井上翼教授は1997年から金属・半導体ナノ粒子分散薄膜の電子輸送現象に関する研究をして、2007年からカーボンナノチューブ(CNT)の実用化を目指した研究をしている。CNTの材料特性が優れていることは広く知られているが、それをどのように産業に結び付けるかが大きな課題となっている。炭素は軽量の素材で、原子の並び方の違いにより黒鉛とダイヤモンドに分けられる。CNTは黒鉛の仲間で、炭素原子が六角形に配置された1層のグラファイトシートを筒状に巻いた炭素原子のみで構成されるチューブである。CNTは「軽量、地上最高強度」と言われ、宇宙エレベータロープとして期待されている。テザー(ロープ)として要求される素材は静止衛星軌道が36,000Kmで遠心力と重力がつり合い24時間で1周するため、静止衛星と地上をつなぐもの。自重に耐えうる強度を有する物質のみがデザーとして要求される。CNTの強度は実験結果として65~80GPaとされ、引張強度は1.4GPa(CNT直径11nm)となった。
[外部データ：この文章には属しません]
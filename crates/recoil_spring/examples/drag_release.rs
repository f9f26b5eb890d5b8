//! Drag and Release Demo
//!
//! A card springs to its resting place. Halfway there the user grabs it: the
//! springs freeze, the card follows the finger, and on release it springs
//! back home from wherever it was dropped.
//!
//! Run with: RUST_LOG=debug cargo run -p recoil_spring --example drag_release

use std::cell::RefCell;
use std::rc::Rc;
use std::time::Duration;

use anyhow::Result;
use recoil_core::{GestureRecognizer, GestureState, SpringProperty};
use recoil_spring::{
    ConfigureSpring, ManualClock, MotionRuntime, PausesSpring, SpringSystem, SpringTo,
    SystemConfig,
};

const CONFIG: &str = r#"
max_delta = 0.05

[default_spring]
tension = 300.0
friction = 22.0
"#;

const FRAME: Duration = Duration::from_millis(16);

#[derive(Debug, Default)]
struct Card {
    x: f32,
    y: f32,
}

fn main() -> Result<()> {
    tracing_subscriber::fmt()
        .with_env_filter(
            tracing_subscriber::EnvFilter::from_default_env()
                .add_directive(tracing::Level::INFO.into()),
        )
        .init();

    let x = SpringProperty::new("x", |c: &Card| c.x, |c: &mut Card, v| c.x = v);
    let y = SpringProperty::new("y", |c: &Card| c.y, |c: &mut Card, v| c.y = v);

    let clock = ManualClock::new();
    let system = SpringSystem::with_config(SystemConfig::from_toml_str(CONFIG)?, clock.clone())?;
    let mut runtime = MotionRuntime::new().with_spring_system(system);
    runtime.add_state_listener(|state| tracing::info!(?state, "runtime state"));

    let card = Rc::new(RefCell::new(Card::default()));
    let drag = GestureRecognizer::new();

    runtime.add_plan(&PausesSpring::new(x.clone(), drag.clone()), &card)?;
    runtime.add_plan(&PausesSpring::new(y.clone(), drag.clone()), &card)?;
    runtime.add_plan(&ConfigureSpring::new(y.clone()).friction(14.0), &card)?;
    runtime.add_plan(&SpringTo::new(x, 200.0), &card)?;
    runtime.add_plan(&SpringTo::new(y, 80.0), &card)?;

    run_frames(&runtime, &clock, 8)?;
    tracing::info!(card = ?card.borrow(), "grabbed");

    drag.set_state(GestureState::Began);
    // Paused springs report rest on the next frame
    run_frames(&runtime, &clock, 1)?;
    for step in 1..=5 {
        drag.set_state(GestureState::Changed);
        let mut c = card.borrow_mut();
        c.x -= 10.0 * step as f32;
        c.y += 6.0 * step as f32;
    }
    run_frames(&runtime, &clock, 5)?;
    tracing::info!(card = ?card.borrow(), "dragged");

    // Releasing resumes both springs from where the card was dropped
    drag.set_state(GestureState::Recognized);
    run_frames(&runtime, &clock, 500)?;

    tracing::info!(card = ?card.borrow(), state = ?runtime.state(), "released");
    Ok(())
}

fn run_frames(runtime: &MotionRuntime, clock: &ManualClock, count: usize) -> Result<()> {
    for _ in 0..count {
        clock.advance(FRAME);
        if !runtime.tick()? {
            break;
        }
    }
    Ok(())
}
実際に使えるかどうかの実験では国際宇宙ステーション(ISS)にて2年間曝露実験し、原子状酸素により鋭利に削り取られることが判明した。しかし、無欠陥のCNTで36,000Kmのテザーを作れたら、理論的にはぎりぎり使用可能となった。CNTはひずみセンサの応用、電磁波シールドフィルムへの応用が考えられる。尚、CNTはA3サイズのシートで40万円ほどの価格になるとのこと。井上教授はCNTの研究開発、販売を目的に浜松カーボ二クス株式会社を設立している。

 

 


                                                                                                 

『  交流会(名刺交換会) 』

講演会会場である高柳記念未来技術創造館にて実施。